The GOP doesn’t just want this conspiracy theory to be true, the party needs it to be true. It’s foundational to the Republicans’ defense: All of their other absurd “weaponization” talking points are built on top of it. If it were to collapse, Trump and his allies might actually have to contend with the expansive evidence of the former president’s criminal wrongdoing.
Pressed to substantiate their theory with some kind of evidence, GOP officials, including Trump, point to one thing: Matthew Colangelo, one of the prosecutors in the local district attorney’s office, used to work in the Justice Department during Biden’s term. That’s it. That’s the evidence. That’s the sole basis for the entire conspiracy theory. That’s why Republicans at multiple levels of government have spent the last week blaming the White House for a jury finding Trump guilty of 34 felonies.
There are, of course, some rather dramatic flaws with the argument.
First, prosecutors sometimes move from office to office. It happens all the time, and it’s just not that big a deal.
Second, even Joe Tacopina, a prominent former member of Trump’s own legal defense team, has panned the conspiracy theory as “ridiculous,” and an “uneducated, unintelligent” claim.
Finally, just three days after Tacopina made those comments on MSNBC, Attorney General Merrick Garland delivered sworn testimony before the House Judiciary Committee, and as my colleague Clarissa-Jan Lim noted, the nation’s chief law enforcement official knocked down the theory, too.
Rep. Matt Gaetz, R-Fla., accused the attorney general of “dispatching” Matthew Colangelo, a former senior official at the DOJ, to the Manhattan district attorney’s office. … “I did not dispatch Mr. Colangelo anywhere,” Garland said. “I assume he spoke — he applied for a job there and got the job. I can tell you I had nothing to do with it.”
At the same hearing, in response to questioning Republican Rep. Tom McClintock of California, the attorney general also said, in reference to Colangelo, “The Justice Department had nothing to do with that person going.” Garland added that he has “not had any communications with Mr. Colangelo” since the prosecutor joined the Manhattan District Attorney’s office.
At this point, I know what many on the right are probably thinking. “Just because Garland denied the claim doesn’t necessarily mean the claim isn’t true,” some conservative MaddowBlog readers are saying. “The attorney general might very well be lying.”

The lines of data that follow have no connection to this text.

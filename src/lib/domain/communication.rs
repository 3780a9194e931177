//! Outbound email: the mailer interface, the remote send capability and the
//! backend that translates between them.

pub mod backend;
pub mod mailer;
pub mod transmissions;
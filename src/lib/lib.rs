#![warn(
    missing_debug_implementations,
    rust_2018_idioms,
    missing_docs,
    rustdoc::broken_intra_doc_links,
    rustdoc::missing_crate_level_docs
)]

//! SparkPost mail backend
//!
//! Translates [`EmailMessage`](domain::communication::mailer::EmailMessage)s into
//! SparkPost transmissions and reports how many recipients were accepted.

pub mod domain;
pub mod infrastructure;
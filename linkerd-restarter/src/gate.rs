use std::io;
use std::io::BufRead;
use std::io::Write;

use super::*;

const PROMPT: &str = "Continue? [Y]/n: ";

/// Show the Deployments about to be restarted and ask once whether to go ahead.
///
/// An empty plan returns `false` without reading `input`.
pub fn confirm(plan: &RestartPlan, input: impl BufRead, mut output: impl Write) -> io::Result<bool> {
    if plan.is_empty() {
        tracing::info!("No deployments to be restarted");
        return Ok(false);
    }

    let deployments = plan.deployments().collect::<Vec<_>>();
    let listing = serde_json::to_string_pretty(&deployments)?;
    tracing::info!(
        "Deployments to be restarted ({}):\n{listing}",
        deployments.len()
    );

    write!(output, "{PROMPT}")?;
    output.flush()?;

    let answer = read_answer(input)?;
    Ok(accepts(&answer))
}

fn read_answer(mut input: impl BufRead) -> io::Result<String> {
    let mut line = String::new();
    input.read_line(&mut line)?;
    let answer = line.trim_end_matches(['\r', '\n']);
    Ok(answer.to_string())
}

/// Only the first character counts; a `y` is appended so an empty answer accepts.
pub fn accepts(answer: &str) -> bool {
    format!("{answer}y")
        .to_lowercase()
        .starts_with(['y', 't'])
}
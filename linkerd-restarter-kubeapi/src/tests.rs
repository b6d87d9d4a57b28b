use time::macros::datetime;

use super::*;

const RESTARTED_AT: &str = "/spec/template/metadata/annotations/kubectl.kubernetes.io~1restartedAt";

#[test]
fn pod_ref_displays_as_kubectl_resource() {
    let pod = PodRef::new("web-5c7f9d-x2k8p", "0b6f3c1e");
    assert_eq!(pod.to_string(), "pod/web-5c7f9d-x2k8p");
}

#[test]
fn not_found_message() {
    let err = ClusterError::NotFound {
        kind: "deployment",
        namespace: "linkerd".to_string(),
        name: "linkerd-proxy-injector".to_string(),
    };
    assert_eq!(
        err.to_string(),
        r#"deployment "linkerd/linkerd-proxy-injector" not found"#
    );
}

#[test]
fn timeout_message() {
    let err = ClusterError::Timeout(Duration::from_secs(600));
    assert_eq!(err.to_string(), "timed out after 600s");
}

#[test]
fn restart_patch_stamps_pod_template() {
    let patch = restart_patch(datetime!(2024-05-01 12:30:00 UTC)).unwrap();
    assert_eq!(
        patch.pointer(RESTARTED_AT).and_then(|value| value.as_str()),
        Some("2024-05-01T12:30:00Z")
    );
    // Only the template annotation is touched.
    assert_eq!(patch["spec"].as_object().unwrap().len(), 1);
    assert_eq!(patch["spec"]["template"].as_object().unwrap().len(), 1);
}

#[test]
fn restart_timestamp_is_rfc3339() {
    let now = OffsetDateTime::now_utc();
    let patch = restart_patch(now).unwrap();
    let stamp = patch.pointer(RESTARTED_AT).and_then(|value| value.as_str()).unwrap();
    let parsed = OffsetDateTime::parse(stamp, &Rfc3339).unwrap();
    assert_eq!(parsed, now);
}
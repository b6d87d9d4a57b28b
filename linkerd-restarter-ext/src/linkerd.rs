use constcat::concat;

/// Namespace the Linkerd control plane is installed into
pub const CONTROL_PLANE_NAMESPACE: &str = "linkerd";

/// Deployment running the proxy injector webhook
pub const PROXY_INJECTOR: &str = concat!(CONTROL_PLANE_NAMESPACE, "-proxy-injector");

/// Component name the injector stamps on every injected Pod
pub const PROXY_INJECTOR_COMPONENT: &str = concat!(CONTROL_PLANE_NAMESPACE, "/proxy-injector");

pub const VERSION_LABEL: &str = "app.kubernetes.io/version";
pub const APP_LABEL: &str = "app";
pub const CREATED_BY_ANNOTATION: &str = "linkerd.io/created-by";

/// Pod template annotation `kubectl rollout restart` bumps to trigger a rollout
pub const RESTARTED_AT_ANNOTATION: &str = "kubectl.kubernetes.io/restartedAt";

/// Value of [`CREATED_BY_ANNOTATION`] on a Pod injected by the given injector version.
pub fn created_by(version: &str) -> String {
    format!("{PROXY_INJECTOR_COMPONENT} {version}")
}
use std::fmt;
use std::time::Duration;

use super::*;

/// Progress of one Deployment's restart.
///
/// Leaving `Pending` issues the restart, leaving `RestartIssued` waits for the
/// old Pods to be deleted, and leaving `WaitingForDeletion` pauses before the
/// next Deployment.
#[derive(Clone, Copy, Debug, PartialEq, Eq)]
pub enum RolloutState {
    Pending,
    RestartIssued,
    WaitingForDeletion,
    Done,
}

impl fmt::Display for RolloutState {
    fn fmt(&self, f: &mut fmt::Formatter<'_>) -> fmt::Result {
        let state = match self {
            Self::Pending => "pending",
            Self::RestartIssued => "restart-issued",
            Self::WaitingForDeletion => "waiting-for-deletion",
            Self::Done => "done",
        };
        f.write_str(state)
    }
}

/// Restart of one Deployment, driven one transition at a time.
#[derive(Debug)]
pub struct Rollout {
    deployment: String,
    pods: Vec<PodRef>,
    pause: Duration,
    state: RolloutState,
}

impl Rollout {
    pub fn new(deployment: impl ToString, pods: Vec<PodRef>) -> Self {
        Self {
            deployment: deployment.to_string(),
            pods,
            pause: Duration::ZERO,
            state: RolloutState::Pending,
        }
    }

    /// Time to sleep once the old Pods are gone.
    pub fn pause(self, pause: Duration) -> Self {
        Self { pause, ..self }
    }

    pub fn deployment(&self) -> &str {
        &self.deployment
    }

    pub fn state(&self) -> RolloutState {
        self.state
    }

    pub fn is_done(&self) -> bool {
        self.state == RolloutState::Done
    }

    /// Perform the next transition. Errors leave the state unchanged.
    pub async fn advance(&mut self, cluster: &impl Cluster, config: &Config) -> Result<RolloutState> {
        let next = match self.state {
            RolloutState::Pending => {
                tracing::info!(deployment = %self.deployment, "Start restarting");
                cluster
                    .restart_deployment(&config.namespace, &self.deployment)
                    .await
                    .map_err(|source| Error::Restart {
                        deployment: self.deployment.clone(),
                        source,
                    })?;
                RolloutState::RestartIssued
            }
            RolloutState::RestartIssued => {
                tracing::info!(
                    deployment = %self.deployment,
                    pods = %self.pod_list(),
                    "Start waiting"
                );
                cluster
                    .wait_for_deletion(&config.namespace, &self.pods, config.timeout)
                    .await
                    .map_err(|source| Error::Wait {
                        deployment: self.deployment.clone(),
                        pods: self.pod_list(),
                        source,
                    })?;
                tracing::info!(
                    deployment = %self.deployment,
                    pods = %self.pod_list(),
                    "Finish waiting"
                );
                RolloutState::WaitingForDeletion
            }
            RolloutState::WaitingForDeletion => {
                if !self.pause.is_zero() {
                    tracing::debug!(
                        deployment = %self.deployment,
                        pause = ?self.pause,
                        "pausing before next deployment"
                    );
                    tokio::time::sleep(self.pause).await;
                }
                RolloutState::Done
            }
            RolloutState::Done => RolloutState::Done,
        };
        self.state = next;
        Ok(next)
    }

    /// Drive the rollout to `Done`.
    pub async fn run(&mut self, cluster: &impl Cluster, config: &Config) -> Result<()> {
        while !self.is_done() {
            self.advance(cluster, config).await?;
        }
        Ok(())
    }

    fn pod_list(&self) -> String {
        self.pods
            .iter()
            .map(PodRef::to_string)
            .collect::<Vec<_>>()
            .join(" ")
    }
}

/// Restart every Deployment in the plan, strictly one after another.
///
/// The first failure aborts the run; later Deployments are never touched and
/// the failed restart is not rolled back. Returns the number of Deployments restarted.
pub async fn execute(cluster: &impl Cluster, config: &Config, plan: RestartPlan) -> Result<usize> {
    let total = plan.len();
    for (index, (deployment, pods)) in plan.into_iter().enumerate() {
        // Nothing follows the last Deployment, so it gets no pause.
        let pause = if index + 1 < total {
            config.sleep
        } else {
            Duration::ZERO
        };
        Rollout::new(deployment, pods)
            .pause(pause)
            .run(cluster, config)
            .await?;
    }
    Ok(total)
}
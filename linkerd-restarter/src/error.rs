use std::io;
use std::path::PathBuf;

use linkerd_restarter_kubeapi::ClusterError;

pub type Result<T, E = Error> = std::result::Result<T, E>;

#[derive(Debug, thiserror::Error)]
pub enum Error {
    #[error("unable to locate the home directory")]
    HomeDir,

    #[error("failed to load cluster configuration from {}: {source}", .path.display())]
    Config { path: PathBuf, source: ClusterError },

    #[error("failed to get {namespace}/{name} deployment: {source}")]
    Fetch {
        namespace: String,
        name: String,
        source: ClusterError,
    },

    #[error("failed to list pods in {namespace}: {source}")]
    List {
        namespace: String,
        source: ClusterError,
    },

    #[error(r#"failed to restart "{deployment}": {source}"#)]
    Restart {
        deployment: String,
        source: ClusterError,
    },

    #[error(r#"failed to wait for pods of "{deployment}" [{pods}]: {source}"#)]
    Wait {
        deployment: String,
        pods: String,
        source: ClusterError,
    },

    #[error("failed to read confirmation: {0}")]
    Prompt(#[from] io::Error),

    #[error("interrupted")]
    Interrupted,
}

But let’s not lose sight of the bigger picture: At this point, the foundational GOP conspiracy theory has to contend with common sense, condemnations from Republicans’ ostensible allies, and the sworn testimony of the attorney general. On the side of the ledger, proponents of the conspiracy theory have … literally nothing.
Indeed, part of what made yesterday’s partisan clash at the House Judiciary Committee hearing notable is that it offered Republicans an opportunity to make their case, present their proof, and put Garland on the spot. But GOP members barely even tried — because they had no evidence to bolster their case.
The theory was a joke before yesterday’s hearing. Now it’s worse.